What is needed
Nothing in the records should change; write them all out exactly.

Dataset entries
_ _ _

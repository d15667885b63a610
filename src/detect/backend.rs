use anyhow::Result;

use crate::detect::result::Detection;
use crate::frame::Frame;

/// Detector backend trait.
///
/// Backends own the translation from their native output into validated
/// [`Detection`] records. Nothing past this boundary sees raw model tensors.
pub trait DetectorBackend: Send {
    /// Backend identifier.
    fn name(&self) -> &'static str;

    /// Class labels this backend can emit.
    fn labels(&self) -> &[String];

    /// Returns true when the backend can emit `label`.
    fn supports_label(&self, label: &str) -> bool {
        self.labels().iter().any(|l| l == label)
    }

    /// Run detection on a frame. Output order carries no meaning.
    fn detect(&mut self, frame: &Frame) -> Result<Vec<Detection>>;

    /// Optional warm-up hook.
    fn warm_up(&mut self) -> Result<()> {
        Ok(())
    }
}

_ _ _

Answer space
repository d15667885b63a610
filename src/detect/backend.rs
use anyhow::Result;

use crate::detect::result::Detection;
use crate::frame::Frame;

/// Detector backend trait.
///
/// Backends own the translation from their native output into validated
/// [`Detection`] records. Nothing past this boundary sees raw model tensors.
pub trait DetectorBackend: Send {
    /// Backend identifier.
    fn name(&self) -> &'static str;

    /// Class labels this backend can emit.
    fn labels(&self) -> &[String];

    /// Returns true when the backend can emit `label`.
    fn supports_label(&self, label: &str) -> bool {
        self.labels().iter().any(|l| l == label)
    }

    /// Run detection on a frame. Output order carries no meaning.
    fn detect(&mut self, frame: &Frame) -> Result<Vec<Detection>>;

    /// Optional warm-up hook.
    fn warm_up(&mut self) -> Result<()> {
        Ok(())
    }
}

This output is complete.